#### WHAT THE TASK ASKS
Look through the data below and extract, unchanged, the lines from the one that contains "repository cead85e1a45a1a83" to the one that contains "(and inherited) properties.", both included.

(Items from a dataset)
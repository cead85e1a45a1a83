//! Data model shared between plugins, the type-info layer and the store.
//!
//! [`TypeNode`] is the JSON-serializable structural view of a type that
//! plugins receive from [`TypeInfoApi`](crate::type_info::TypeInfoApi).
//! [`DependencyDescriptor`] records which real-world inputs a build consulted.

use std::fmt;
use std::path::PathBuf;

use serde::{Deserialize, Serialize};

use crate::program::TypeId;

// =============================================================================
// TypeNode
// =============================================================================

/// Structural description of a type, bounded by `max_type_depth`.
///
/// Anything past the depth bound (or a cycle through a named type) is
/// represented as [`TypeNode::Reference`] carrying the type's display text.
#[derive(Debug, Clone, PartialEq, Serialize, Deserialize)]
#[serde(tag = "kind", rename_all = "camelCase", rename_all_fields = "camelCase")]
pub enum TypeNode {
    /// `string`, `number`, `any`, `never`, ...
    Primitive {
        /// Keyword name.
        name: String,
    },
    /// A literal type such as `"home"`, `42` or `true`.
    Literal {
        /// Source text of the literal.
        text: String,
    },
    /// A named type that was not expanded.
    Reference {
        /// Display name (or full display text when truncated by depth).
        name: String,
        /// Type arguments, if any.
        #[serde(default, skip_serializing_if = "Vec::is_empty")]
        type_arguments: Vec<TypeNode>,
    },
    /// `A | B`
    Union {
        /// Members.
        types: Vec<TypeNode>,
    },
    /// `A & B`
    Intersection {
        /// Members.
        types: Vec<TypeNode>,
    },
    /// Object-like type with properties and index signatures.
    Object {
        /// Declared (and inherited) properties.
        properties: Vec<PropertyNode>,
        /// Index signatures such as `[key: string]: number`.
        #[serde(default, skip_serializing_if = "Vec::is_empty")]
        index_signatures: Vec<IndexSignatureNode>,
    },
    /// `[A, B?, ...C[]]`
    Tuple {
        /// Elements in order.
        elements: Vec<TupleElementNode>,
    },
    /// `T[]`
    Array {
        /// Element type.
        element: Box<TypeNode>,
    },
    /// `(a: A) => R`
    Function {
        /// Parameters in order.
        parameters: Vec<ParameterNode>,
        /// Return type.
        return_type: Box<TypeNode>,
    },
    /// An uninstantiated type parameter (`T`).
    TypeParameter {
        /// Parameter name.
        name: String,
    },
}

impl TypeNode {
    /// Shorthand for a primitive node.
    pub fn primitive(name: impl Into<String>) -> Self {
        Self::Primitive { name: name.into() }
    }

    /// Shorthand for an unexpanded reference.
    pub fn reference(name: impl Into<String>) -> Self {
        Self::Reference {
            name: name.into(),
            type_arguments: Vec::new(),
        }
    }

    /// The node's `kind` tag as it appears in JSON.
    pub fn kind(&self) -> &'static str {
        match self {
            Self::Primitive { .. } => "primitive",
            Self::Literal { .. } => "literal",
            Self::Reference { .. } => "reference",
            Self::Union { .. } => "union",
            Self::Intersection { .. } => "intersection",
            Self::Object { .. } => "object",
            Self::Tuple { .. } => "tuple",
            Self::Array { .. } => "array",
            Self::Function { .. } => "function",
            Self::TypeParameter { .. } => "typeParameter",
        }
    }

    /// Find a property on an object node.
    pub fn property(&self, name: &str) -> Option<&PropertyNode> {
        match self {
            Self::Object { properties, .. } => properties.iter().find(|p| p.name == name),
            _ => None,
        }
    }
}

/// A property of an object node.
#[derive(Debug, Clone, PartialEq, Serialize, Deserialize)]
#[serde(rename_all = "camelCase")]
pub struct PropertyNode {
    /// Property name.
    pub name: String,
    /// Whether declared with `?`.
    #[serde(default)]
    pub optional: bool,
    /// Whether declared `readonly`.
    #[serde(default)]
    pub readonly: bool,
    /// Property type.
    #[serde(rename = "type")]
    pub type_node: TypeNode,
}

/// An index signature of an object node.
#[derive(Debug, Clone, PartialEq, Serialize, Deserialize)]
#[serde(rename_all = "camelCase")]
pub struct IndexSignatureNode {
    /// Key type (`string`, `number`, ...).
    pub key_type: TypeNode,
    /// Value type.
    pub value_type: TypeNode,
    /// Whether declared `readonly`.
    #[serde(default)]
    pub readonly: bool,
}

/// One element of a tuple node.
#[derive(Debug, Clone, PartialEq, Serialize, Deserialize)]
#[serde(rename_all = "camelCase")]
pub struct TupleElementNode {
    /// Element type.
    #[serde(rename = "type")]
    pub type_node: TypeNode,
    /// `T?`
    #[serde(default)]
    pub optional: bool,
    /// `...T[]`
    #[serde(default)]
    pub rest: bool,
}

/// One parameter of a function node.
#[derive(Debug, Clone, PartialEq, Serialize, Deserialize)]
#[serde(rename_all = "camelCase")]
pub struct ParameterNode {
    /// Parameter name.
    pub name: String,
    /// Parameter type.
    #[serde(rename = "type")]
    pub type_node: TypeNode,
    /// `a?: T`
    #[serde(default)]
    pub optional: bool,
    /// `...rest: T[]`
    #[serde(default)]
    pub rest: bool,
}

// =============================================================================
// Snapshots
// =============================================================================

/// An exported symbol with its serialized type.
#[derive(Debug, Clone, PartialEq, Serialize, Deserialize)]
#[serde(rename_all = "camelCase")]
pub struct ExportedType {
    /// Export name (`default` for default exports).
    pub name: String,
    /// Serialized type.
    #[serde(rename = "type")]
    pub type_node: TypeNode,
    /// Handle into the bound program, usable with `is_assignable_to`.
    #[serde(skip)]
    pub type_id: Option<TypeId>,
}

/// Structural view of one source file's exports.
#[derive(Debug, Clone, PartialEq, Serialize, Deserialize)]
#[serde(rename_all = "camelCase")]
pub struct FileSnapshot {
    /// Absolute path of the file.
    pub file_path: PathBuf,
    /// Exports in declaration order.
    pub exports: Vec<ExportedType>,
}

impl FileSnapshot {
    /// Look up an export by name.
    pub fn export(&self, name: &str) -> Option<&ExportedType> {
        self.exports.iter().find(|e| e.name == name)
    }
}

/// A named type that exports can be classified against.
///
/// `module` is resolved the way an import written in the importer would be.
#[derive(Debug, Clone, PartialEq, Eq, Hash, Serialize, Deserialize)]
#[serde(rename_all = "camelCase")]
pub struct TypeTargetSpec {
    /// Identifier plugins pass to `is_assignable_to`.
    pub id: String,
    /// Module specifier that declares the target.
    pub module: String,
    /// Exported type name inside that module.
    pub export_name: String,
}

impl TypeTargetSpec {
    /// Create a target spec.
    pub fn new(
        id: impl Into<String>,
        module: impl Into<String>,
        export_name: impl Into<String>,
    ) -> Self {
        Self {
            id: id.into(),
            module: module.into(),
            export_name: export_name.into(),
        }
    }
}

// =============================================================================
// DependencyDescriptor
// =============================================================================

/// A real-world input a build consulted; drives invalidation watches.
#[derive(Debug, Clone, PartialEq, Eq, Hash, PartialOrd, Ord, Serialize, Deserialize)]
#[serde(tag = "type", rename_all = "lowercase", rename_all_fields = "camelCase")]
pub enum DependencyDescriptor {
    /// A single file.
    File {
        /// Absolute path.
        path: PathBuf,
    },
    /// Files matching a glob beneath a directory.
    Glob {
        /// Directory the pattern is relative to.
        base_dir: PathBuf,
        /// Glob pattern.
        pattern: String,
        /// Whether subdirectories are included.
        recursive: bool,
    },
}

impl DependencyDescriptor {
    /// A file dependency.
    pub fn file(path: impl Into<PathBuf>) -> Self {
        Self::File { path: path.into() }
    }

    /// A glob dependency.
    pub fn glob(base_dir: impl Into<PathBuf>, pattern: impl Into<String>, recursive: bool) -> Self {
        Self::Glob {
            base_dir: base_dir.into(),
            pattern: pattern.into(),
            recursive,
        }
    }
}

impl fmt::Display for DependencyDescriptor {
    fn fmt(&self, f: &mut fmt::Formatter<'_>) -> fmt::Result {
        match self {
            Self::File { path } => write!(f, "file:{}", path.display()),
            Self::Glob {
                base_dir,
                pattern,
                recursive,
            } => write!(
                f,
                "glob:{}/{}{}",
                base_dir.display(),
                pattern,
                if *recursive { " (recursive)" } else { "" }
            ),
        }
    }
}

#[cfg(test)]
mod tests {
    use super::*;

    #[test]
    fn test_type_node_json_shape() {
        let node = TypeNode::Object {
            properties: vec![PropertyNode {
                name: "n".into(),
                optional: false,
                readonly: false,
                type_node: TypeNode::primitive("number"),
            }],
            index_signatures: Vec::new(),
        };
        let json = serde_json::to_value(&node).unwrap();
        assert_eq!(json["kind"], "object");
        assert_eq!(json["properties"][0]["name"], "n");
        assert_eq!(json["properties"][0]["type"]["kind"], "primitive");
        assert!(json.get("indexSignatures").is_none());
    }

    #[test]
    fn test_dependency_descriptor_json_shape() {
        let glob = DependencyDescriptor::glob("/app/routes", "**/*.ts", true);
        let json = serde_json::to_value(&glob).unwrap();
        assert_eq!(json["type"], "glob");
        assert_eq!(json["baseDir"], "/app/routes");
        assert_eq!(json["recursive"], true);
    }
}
--
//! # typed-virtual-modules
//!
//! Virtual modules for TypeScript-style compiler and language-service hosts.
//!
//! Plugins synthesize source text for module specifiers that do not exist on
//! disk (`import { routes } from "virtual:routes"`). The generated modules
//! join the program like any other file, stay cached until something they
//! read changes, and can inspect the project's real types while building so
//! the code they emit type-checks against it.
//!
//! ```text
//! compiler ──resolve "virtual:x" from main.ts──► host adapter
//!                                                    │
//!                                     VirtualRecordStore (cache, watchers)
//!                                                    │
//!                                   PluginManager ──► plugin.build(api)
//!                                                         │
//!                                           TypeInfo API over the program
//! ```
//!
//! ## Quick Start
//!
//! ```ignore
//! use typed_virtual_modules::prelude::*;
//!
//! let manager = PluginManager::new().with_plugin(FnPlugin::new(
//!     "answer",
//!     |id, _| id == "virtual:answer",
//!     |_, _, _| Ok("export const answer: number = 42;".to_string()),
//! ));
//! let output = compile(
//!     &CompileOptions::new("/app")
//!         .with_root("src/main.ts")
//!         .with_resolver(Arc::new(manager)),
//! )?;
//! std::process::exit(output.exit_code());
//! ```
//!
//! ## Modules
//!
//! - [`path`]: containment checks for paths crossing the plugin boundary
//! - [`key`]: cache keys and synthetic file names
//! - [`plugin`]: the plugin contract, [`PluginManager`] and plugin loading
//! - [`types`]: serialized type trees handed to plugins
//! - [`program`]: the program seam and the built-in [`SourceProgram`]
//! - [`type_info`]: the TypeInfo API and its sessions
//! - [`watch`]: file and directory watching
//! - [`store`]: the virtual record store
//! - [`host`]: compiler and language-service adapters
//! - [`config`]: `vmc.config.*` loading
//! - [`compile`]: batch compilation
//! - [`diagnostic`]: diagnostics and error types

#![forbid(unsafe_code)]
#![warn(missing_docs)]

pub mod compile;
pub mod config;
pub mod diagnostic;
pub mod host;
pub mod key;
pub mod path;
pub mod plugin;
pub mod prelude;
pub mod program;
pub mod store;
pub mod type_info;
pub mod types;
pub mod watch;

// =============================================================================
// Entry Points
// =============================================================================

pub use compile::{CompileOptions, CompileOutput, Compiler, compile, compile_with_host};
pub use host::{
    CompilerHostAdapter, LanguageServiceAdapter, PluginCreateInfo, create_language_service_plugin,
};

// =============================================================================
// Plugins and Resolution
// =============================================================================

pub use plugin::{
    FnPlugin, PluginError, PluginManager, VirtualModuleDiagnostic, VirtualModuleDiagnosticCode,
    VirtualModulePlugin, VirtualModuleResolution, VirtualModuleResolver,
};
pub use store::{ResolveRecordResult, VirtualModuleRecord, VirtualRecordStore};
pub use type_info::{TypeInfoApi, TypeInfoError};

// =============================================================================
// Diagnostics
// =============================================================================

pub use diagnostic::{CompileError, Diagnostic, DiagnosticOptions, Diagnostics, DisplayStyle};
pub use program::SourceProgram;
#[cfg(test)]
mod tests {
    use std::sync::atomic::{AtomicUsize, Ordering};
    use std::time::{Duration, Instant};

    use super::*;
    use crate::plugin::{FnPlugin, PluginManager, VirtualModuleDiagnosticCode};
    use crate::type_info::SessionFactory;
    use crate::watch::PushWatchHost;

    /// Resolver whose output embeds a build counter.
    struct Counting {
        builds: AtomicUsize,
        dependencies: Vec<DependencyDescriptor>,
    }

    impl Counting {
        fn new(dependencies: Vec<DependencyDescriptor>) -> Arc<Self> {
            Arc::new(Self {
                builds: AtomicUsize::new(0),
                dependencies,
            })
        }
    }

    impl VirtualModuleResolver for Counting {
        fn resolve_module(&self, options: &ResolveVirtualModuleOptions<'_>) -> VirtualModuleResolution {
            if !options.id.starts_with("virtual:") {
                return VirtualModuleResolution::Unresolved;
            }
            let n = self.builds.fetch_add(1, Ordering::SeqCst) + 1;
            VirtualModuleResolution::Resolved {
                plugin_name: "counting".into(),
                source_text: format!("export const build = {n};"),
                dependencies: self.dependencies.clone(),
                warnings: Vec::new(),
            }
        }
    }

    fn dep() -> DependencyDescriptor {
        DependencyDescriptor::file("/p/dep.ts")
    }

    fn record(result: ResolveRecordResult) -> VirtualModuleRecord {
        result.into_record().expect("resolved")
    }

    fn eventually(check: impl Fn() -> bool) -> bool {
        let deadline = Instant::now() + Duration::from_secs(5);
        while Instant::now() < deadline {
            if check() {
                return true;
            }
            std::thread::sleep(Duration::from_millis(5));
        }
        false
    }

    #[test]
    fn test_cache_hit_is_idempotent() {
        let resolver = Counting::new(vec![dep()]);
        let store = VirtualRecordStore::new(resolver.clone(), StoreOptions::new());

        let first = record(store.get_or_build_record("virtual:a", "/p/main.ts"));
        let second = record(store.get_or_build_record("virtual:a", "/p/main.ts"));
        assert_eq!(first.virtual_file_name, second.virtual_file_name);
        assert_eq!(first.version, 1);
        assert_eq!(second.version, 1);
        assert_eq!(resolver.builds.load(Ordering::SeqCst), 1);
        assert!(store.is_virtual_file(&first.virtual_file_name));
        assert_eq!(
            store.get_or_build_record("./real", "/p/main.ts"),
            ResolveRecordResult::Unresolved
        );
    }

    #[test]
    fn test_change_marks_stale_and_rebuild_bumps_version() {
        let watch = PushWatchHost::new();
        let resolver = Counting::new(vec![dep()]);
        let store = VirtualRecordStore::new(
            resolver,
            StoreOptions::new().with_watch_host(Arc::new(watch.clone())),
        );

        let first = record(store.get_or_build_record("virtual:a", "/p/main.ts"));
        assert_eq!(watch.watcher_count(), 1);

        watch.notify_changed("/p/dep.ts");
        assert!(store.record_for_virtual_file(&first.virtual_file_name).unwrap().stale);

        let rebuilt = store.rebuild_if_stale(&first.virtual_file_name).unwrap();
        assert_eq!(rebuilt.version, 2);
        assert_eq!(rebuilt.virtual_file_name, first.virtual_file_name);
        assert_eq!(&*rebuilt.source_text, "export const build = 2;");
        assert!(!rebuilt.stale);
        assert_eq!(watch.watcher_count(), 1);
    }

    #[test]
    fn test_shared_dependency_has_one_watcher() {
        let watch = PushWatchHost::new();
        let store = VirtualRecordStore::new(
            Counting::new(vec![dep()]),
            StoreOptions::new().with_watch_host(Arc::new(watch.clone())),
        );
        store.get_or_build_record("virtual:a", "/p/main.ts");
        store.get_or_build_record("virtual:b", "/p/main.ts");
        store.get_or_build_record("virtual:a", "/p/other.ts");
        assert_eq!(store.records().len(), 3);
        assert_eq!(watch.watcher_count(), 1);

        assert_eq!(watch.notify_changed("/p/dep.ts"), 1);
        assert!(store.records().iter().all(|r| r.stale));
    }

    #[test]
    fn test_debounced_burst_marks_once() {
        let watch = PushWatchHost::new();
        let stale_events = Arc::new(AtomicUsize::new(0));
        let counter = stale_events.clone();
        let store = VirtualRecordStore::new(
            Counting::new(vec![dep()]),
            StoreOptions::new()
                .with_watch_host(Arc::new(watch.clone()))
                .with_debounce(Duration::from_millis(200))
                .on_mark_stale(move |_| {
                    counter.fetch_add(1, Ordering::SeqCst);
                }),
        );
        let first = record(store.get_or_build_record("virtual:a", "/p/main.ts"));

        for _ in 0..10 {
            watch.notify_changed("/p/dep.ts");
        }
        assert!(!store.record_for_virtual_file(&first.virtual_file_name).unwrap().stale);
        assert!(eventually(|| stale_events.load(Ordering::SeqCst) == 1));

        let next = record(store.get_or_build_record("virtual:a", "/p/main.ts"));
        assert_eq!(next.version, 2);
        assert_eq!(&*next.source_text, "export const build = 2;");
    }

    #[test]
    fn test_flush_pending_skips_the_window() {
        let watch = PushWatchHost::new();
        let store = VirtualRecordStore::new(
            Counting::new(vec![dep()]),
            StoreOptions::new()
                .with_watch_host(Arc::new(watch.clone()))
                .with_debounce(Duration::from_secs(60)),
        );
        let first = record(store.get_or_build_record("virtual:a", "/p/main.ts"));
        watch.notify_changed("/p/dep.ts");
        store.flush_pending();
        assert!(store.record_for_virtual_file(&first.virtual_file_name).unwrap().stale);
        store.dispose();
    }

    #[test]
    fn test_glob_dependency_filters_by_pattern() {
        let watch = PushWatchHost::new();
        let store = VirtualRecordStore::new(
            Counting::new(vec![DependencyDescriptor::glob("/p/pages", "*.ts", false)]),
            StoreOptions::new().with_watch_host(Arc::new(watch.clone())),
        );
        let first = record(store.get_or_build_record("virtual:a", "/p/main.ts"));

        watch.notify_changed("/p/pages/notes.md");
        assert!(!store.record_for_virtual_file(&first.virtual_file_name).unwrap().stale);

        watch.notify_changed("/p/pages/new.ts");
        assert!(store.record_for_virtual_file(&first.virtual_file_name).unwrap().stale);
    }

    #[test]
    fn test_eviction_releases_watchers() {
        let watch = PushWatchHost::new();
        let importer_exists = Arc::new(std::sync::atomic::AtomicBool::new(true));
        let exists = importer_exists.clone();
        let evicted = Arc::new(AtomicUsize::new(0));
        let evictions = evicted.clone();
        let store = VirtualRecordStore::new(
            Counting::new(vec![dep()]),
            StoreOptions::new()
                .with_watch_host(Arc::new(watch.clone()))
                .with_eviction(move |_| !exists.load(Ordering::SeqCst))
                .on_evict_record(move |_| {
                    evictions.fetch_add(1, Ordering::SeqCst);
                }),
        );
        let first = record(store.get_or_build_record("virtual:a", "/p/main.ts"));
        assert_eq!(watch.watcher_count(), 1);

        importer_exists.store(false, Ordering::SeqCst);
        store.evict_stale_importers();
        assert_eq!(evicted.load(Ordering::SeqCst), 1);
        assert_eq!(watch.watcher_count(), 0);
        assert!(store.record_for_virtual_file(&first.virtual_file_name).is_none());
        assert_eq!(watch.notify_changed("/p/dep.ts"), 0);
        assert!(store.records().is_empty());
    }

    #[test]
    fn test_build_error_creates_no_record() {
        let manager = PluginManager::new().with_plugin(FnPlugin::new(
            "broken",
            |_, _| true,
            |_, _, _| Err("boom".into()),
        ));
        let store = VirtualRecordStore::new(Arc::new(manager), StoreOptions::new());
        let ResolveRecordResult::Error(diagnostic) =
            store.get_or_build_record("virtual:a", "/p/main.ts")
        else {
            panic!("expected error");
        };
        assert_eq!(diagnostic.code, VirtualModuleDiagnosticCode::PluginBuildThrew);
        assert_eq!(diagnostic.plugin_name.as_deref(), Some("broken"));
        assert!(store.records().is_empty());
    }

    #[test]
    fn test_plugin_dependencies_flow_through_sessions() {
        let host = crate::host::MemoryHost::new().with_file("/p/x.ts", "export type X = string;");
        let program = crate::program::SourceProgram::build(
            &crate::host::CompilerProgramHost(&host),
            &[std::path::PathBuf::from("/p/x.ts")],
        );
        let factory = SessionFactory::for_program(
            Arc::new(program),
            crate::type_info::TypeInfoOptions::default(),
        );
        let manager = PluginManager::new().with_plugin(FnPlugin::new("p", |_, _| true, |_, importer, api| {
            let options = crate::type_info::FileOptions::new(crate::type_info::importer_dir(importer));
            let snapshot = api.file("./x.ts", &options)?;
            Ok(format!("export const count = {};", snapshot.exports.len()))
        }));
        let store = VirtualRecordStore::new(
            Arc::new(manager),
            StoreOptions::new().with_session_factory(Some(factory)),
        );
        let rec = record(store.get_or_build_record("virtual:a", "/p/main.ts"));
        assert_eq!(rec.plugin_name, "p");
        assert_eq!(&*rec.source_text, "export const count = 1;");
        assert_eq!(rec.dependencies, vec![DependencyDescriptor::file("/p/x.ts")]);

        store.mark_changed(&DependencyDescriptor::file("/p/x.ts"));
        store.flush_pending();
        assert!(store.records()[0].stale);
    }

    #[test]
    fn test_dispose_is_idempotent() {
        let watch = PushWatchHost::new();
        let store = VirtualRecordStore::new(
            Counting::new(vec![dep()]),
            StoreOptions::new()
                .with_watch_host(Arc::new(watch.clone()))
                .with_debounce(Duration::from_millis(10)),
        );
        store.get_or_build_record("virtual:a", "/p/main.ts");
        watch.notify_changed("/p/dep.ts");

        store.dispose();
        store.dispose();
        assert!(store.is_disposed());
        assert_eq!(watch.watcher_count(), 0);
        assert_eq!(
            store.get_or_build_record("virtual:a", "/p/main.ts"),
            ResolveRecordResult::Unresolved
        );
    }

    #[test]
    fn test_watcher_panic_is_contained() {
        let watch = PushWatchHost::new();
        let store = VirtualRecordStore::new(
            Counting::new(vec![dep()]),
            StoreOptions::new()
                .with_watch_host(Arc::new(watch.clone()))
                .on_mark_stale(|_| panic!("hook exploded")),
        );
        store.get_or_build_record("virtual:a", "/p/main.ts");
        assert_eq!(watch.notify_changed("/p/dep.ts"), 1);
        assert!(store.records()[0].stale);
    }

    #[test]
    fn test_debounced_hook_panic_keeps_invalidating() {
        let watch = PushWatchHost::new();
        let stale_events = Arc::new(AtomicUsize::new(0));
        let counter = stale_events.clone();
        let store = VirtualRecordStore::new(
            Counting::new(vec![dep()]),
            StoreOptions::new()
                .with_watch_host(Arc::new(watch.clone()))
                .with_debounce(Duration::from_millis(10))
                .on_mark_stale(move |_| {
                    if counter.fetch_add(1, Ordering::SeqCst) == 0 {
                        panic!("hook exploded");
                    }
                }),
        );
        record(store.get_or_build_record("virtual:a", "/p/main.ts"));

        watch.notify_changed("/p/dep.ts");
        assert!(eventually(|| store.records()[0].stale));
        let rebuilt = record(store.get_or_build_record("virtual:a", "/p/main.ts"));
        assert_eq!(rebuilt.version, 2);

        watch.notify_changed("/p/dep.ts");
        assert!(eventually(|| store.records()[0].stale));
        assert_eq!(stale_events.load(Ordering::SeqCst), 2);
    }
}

#### WRITTEN ANSWER
repository cead85e1a45a1a83
//! Data model shared between plugins, the type-info layer and the store.
//!
//! [`TypeNode`] is the JSON-serializable structural view of a type that
//! plugins receive from [`TypeInfoApi`](crate::type_info::TypeInfoApi).
//! [`DependencyDescriptor`] records which real-world inputs a build consulted.

use std::fmt;
use std::path::PathBuf;

use serde::{Deserialize, Serialize};

use crate::program::TypeId;

// =============================================================================
// TypeNode
// =============================================================================

/// Structural description of a type, bounded by `max_type_depth`.
///
/// Anything past the depth bound (or a cycle through a named type) is
/// represented as [`TypeNode::Reference`] carrying the type's display text.
#[derive(Debug, Clone, PartialEq, Serialize, Deserialize)]
#[serde(tag = "kind", rename_all = "camelCase", rename_all_fields = "camelCase")]
pub enum TypeNode {
    /// `string`, `number`, `any`, `never`, ...
    Primitive {
        /// Keyword name.
        name: String,
    },
    /// A literal type such as `"home"`, `42` or `true`.
    Literal {
        /// Source text of the literal.
        text: String,
    },
    /// A named type that was not expanded.
    Reference {
        /// Display name (or full display text when truncated by depth).
        name: String,
        /// Type arguments, if any.
        #[serde(default, skip_serializing_if = "Vec::is_empty")]
        type_arguments: Vec<TypeNode>,
    },
    /// `A | B`
    Union {
        /// Members.
        types: Vec<TypeNode>,
    },
    /// `A & B`
    Intersection {
        /// Members.
        types: Vec<TypeNode>,
    },
    /// Object-like type with properties and index signatures.
    Object {
        /// Declared (and inherited) properties.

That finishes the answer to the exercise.